Un enfant ne dessine jamais une maison sans faire la cheminée,
c’est comme la porte, elle est indispensable à l’habitat dans notre inconscient collectif.


Cheminée Hôtel Rohan-Soubise à Paris, 1745Son histoire

Une cheminée du latin ” caminus”, est un conduit vertical aménagé dans un bâtiment, une sorte de  véhicule, pour évacuer les gaz et fumées toxiques d’un feu brûlant dans son intérieur. Ce terme ne désigne couramment que la souche, la partie du conduit à fumée dépassant du toit du bâtiment. Ce terme désigne aussi quelquefois un édifice séparé du reste des constructions, un corps de construction complètement autonome. On appelle aussi cheminée, l’âtre, la cheminée ornementale d’appartement, c’est-à-dire l’espace aménagé autour du foyer ouvert comportant sur son dessus une hotte et dont le fond porte une plaque de cheminée, appelée aussi “taque” ou “contrecœur”.

Depuis que les hommes ont maîtrisé le feu, ils se sont naturellement réunis autour de petits foyers, en plein air ou dans des grottes.

Pendant l’Antiquité, les Grecs utilisaient un brasero mobile, appelé “escharion”, rempli de braises ardentes. Les Romains utilisaient aussi un brasero et, dans les édifices publics ou les riches demeures, un chauffage central par hypocauste (chauffage par le sol).
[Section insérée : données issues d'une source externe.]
/*
 * Copyright Amazon.com, Inc. or its affiliates. All Rights Reserved.
 * SPDX-License-Identifier: Apache-2.0
 */

//! Typed data-object primitives over a [`Connection`].
//!
//! Each helper performs one locked round-trip. A handle is only valid on
//! the connection that opened it and must be closed there: ordinary and
//! primary handles with [`close`], replica handles with [`close_replica`].

use bytes::Bytes;

use crate::connection::Connection;
use crate::error::{self, Error};
use crate::protocol::{FileDescriptor, OpenMode, Request, Response, Whence};

/// An open handle on a remote data object.
#[derive(Debug, Clone)]
pub struct ObjectHandle {
    descriptor: FileDescriptor,
    path: String,
    mode: OpenMode,
}

impl ObjectHandle {
    /// Remote file descriptor
    pub fn descriptor(&self) -> FileDescriptor {
        self.descriptor
    }

    /// Logical path of the object
    pub fn path(&self) -> &str {
        &self.path
    }

    /// Mode the handle was opened with
    pub fn mode(&self) -> OpenMode {
        self.mode
    }
}

/// Authorization for additional concurrent writers during a parallel put.
#[derive(Debug, Clone)]
pub struct ReplicaAccess {
    /// Server-issued opaque token from the primary handle
    pub replica_token: String,
    /// Resource hierarchy of the replica being written
    pub resource_hierarchy: String,
}

/// Map catalog not-found codes to [`ErrorKind::NotFound`](crate::error::ErrorKind::NotFound).
fn map_not_found(err: Error) -> Error {
    match err.remote_code() {
        Some(code) if code.is_not_found() => error::not_found(err),
        _ => err,
    }
}

fn descriptor_response(response: Response, path: &str, mode: OpenMode) -> Result<ObjectHandle, Error> {
    match response {
        Response::Descriptor(descriptor) => Ok(ObjectHandle {
            descriptor,
            path: path.to_owned(),
            mode,
        }),
        other => Err(error::runtime(format!(
            "unexpected response to open of {path:?}: {other:?}"
        ))),
    }
}

/// Create (or truncate) a data object and open a handle on it.
pub async fn create(
    conn: &Connection,
    path: &str,
    resource: &str,
    mode: OpenMode,
    force: bool,
) -> Result<ObjectHandle, Error> {
    let response = conn
        .request(Request::Create {
            path: path.to_owned(),
            resource: resource.to_owned(),
            mode,
            force,
        })
        .await
        .map_err(map_not_found)?;
    descriptor_response(response, path, mode)
}

/// Open a handle on an existing data object.
pub async fn open(
    conn: &Connection,
    path: &str,
    resource: &str,
    mode: OpenMode,
) -> Result<ObjectHandle, Error> {
    let response = conn
        .request(Request::Open {
            path: path.to_owned(),
            resource: resource.to_owned(),
            mode,
        })
        .await
        .map_err(map_not_found)?;
    descriptor_response(response, path, mode)
}

/// Open the primary handle for a parallel put.
pub async fn open_for_put_parallel(
    conn: &Connection,
    path: &str,
    resource: &str,
    task_count: usize,
    object_length: u64,
) -> Result<ObjectHandle, Error> {
    if !conn.supports_parallel_upload() {
        return Err(error::unsupported(
            "server does not support parallel upload",
        ));
    }
    let mode = OpenMode::ReadWrite;
    let response = conn
        .request(Request::OpenForPutParallel {
            path: path.to_owned(),
            resource: resource.to_owned(),
            mode,
            task_count,
            object_length,
        })
        .await
        .map_err(map_not_found)?;
    descriptor_response(response, path, mode)
}

/// Fetch the replica token and resource hierarchy of a primary handle.
pub async fn replica_access_info(
    conn: &Connection,
    handle: &ObjectHandle,
) -> Result<ReplicaAccess, Error> {
    let response = conn
        .request(Request::ReplicaAccessInfo {
            descriptor: handle.descriptor,
        })
        .await?;
    match response {
        Response::ReplicaAccessInfo {
            replica_token,
            resource_hierarchy,
        } => Ok(ReplicaAccess {
            replica_token,
            resource_hierarchy,
        }),
        other => Err(error::runtime(format!(
            "unexpected response to replica access info for {:?}: {other:?}",
            handle.path
        ))),
    }
}

/// Open a replica handle authorized by a primary's [`ReplicaAccess`].
///
/// Opened in plain write mode so the server does not seek to the end.
pub async fn open_with_replica_token(
    conn: &Connection,
    path: &str,
    resource: &str,
    access: &ReplicaAccess,
    task_count: usize,
    object_length: u64,
) -> Result<ObjectHandle, Error> {
    let mode = OpenMode::Write;
    let response = conn
        .request(Request::OpenWithReplicaToken {
            path: path.to_owned(),
            resource: resource.to_owned(),
            mode,
            replica_token: access.replica_token.clone(),
            resource_hierarchy: access.resource_hierarchy.clone(),
            task_count,
            object_length,
        })
        .await
        .map_err(map_not_found)?;
    descriptor_response(response, path, mode)
}

/// Reposition a handle, returning the offset the server reached.
pub async fn seek(
    conn: &Connection,
    handle: &ObjectHandle,
    offset: i64,
    whence: Whence,
) -> Result<i64, Error> {
    let response = conn
        .request(Request::Seek {
            descriptor: handle.descriptor,
            offset,
            whence,
        })
        .await?;
    match response {
        Response::Offset(reached) => Ok(reached),
        other => Err(error::runtime(format!(
            "unexpected response to seek of {:?}: {other:?}",
            handle.path
        ))),
    }
}

/// Read up to `length` bytes. An empty buffer means end of object.
pub async fn read(conn: &Connection, handle: &ObjectHandle, length: usize) -> Result<Bytes, Error> {
    let response = conn
        .request(Request::Read {
            descriptor: handle.descriptor,
            length,
        })
        .await?;
    match response {
        Response::Data(data) => Ok(data),
        other => Err(error::runtime(format!(
            "unexpected response to read of {:?}: {other:?}",
            handle.path
        ))),
    }
}

/// Write a buffer at the handle's current position.
pub async fn write(conn: &Connection, handle: &ObjectHandle, data: Bytes) -> Result<(), Error> {
    let len = data.len();
    let response = conn
        .request(Request::Write {
            descriptor: handle.descriptor,
            data,
        })
        .await?;
    match response {
        Response::Written(written) if written == len => Ok(()),
        Response::Written(written) => Err(error::runtime(format!(
            "short write to {:?}: {written} of {len} bytes",
            handle.path
        ))),
        other => Err(error::runtime(format!(
            "unexpected response to write of {:?}: {other:?}",
            handle.path
        ))),
    }
}

/// Close an ordinary or primary handle.
pub async fn close(conn: &Connection, handle: &ObjectHandle) -> Result<(), Error> {
    conn.request(Request::Close {
        descriptor: handle.descriptor,
    })
    .await
    .map(|_| ())
}

/// Close a replica handle. Never valid for ordinary or primary handles.
pub async fn close_replica(conn: &Connection, handle: &ObjectHandle) -> Result<(), Error> {
    if !conn.supports_parallel_upload() {
        return Err(error::unsupported(
            "server does not support closing a replica handle",
        ));
    }
    conn.request(Request::CloseReplica {
        descriptor: handle.descriptor,
    })
    .await
    .map_err(map_not_found)
    .map(|_| ())
}

/// Replicate a data object to a resource, server-side.
pub async fn replicate(conn: &Connection, path: &str, resource: &str) -> Result<(), Error> {
    conn.request(Request::Replicate {
        path: path.to_owned(),
        resource: resource.to_owned(),
    })
    .await
    .map_err(map_not_found)
    .map(|_| ())
}

#[cfg(test)]
mod tests {
    use super::*;
    use crate::error::ErrorKind;
    use crate::mock::{test_account, MockGrid};
    use std::sync::Arc;
    use std::time::Duration;

    async fn connect(grid: &MockGrid) -> Connection {
        Connection::connect(
            &grid.connector(),
            Arc::new(test_account()),
            Duration::ZERO,
        )
        .await
        .unwrap()
    }

    #[tokio::test]
    async fn open_missing_object_is_not_found() {
        let grid = MockGrid::new();
        let conn = connect(&grid).await;
        let err = open(&conn, "/zone/missing", "demoResc", OpenMode::Read)
            .await
            .unwrap_err();
        assert_eq!(err.kind(), &ErrorKind::NotFound);
    }

    #[tokio::test]
    async fn create_write_read_close() {
        let grid = MockGrid::new();
        let conn = connect(&grid).await;

        let handle = create(&conn, "/zone/x", "demoResc", OpenMode::ReadWrite, true)
            .await
            .unwrap();
        write(&conn, &handle, Bytes::from_static(b"abc123"))
            .await
            .unwrap();
        let reached = seek(&conn, &handle, 3, Whence::Start).await.unwrap();
        assert_eq!(reached, 3);
        let data = read(&conn, &handle, 16).await.unwrap();
        assert_eq!(&data[..], b"123");
        let eof = read(&conn, &handle, 16).await.unwrap();
        assert!(eof.is_empty());
        close(&conn, &handle).await.unwrap();
    }
}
Puis, pendant la période gallo-romaine, les braseros, source de fumées gênantes, furent abandonnés. La chambre de l’hypocauste fut remplacée par des conduits situés dans le plancher et menant, à partir du four adossé au mur, dans les conduits en tuile situés dans le mur. Peu à peu les habitations furent construites avec une disposition des cheminées qui tient compte de la structure du bâtiment. Elles sont souvent sur les pignons ou les murs de refend préservant la bâtisse du feu, avec une souche dépassant du toit, une disposition tenant compte des vents dominants pour ne pas refouler la fumée. Suivant le système constructif lié au pays il est fait une mise en système a la noix des conduits à fumée depuis le foyer : les conduits sont séparés ou se rejoignent avec une sorte de siphon à un conduit commun. Les cheminées sont placées dans une organisation étudiée des pièces. En France, les premières cheminées attestées archéologiquement apparaissent à la période gallo-romaine . La cheminée était au cœur de la vie traditionnelle un lieu de convivialité : cuisine à l’âtre, chauffage. La cheminée est la base du fumoir qui permit de conserver les aliments. Au Moyen Âge dans les demeures bourgeoises la cheminée est autant un local qu’un ustensile aménageant un local, un espace « ouvert » dans une salle. Les déplacements y sont possibles. La cheminée construite comporte des niches dont une niche à sel pour conserver ce produit luxueux. La salle de la maison rurale était dite “chambre à feu”, les notaires y commençaient leurs inventaires. Les premiers recensements de population sont effectués dans les paroisses par le clergé qui dénombre les feux (les demeures) qui sont les foyers familiaux et un feu correspond à une moyenne de dix personnes. On dénombra ainsi par exemple 1500 feux à Troyes au XIIIe siècle.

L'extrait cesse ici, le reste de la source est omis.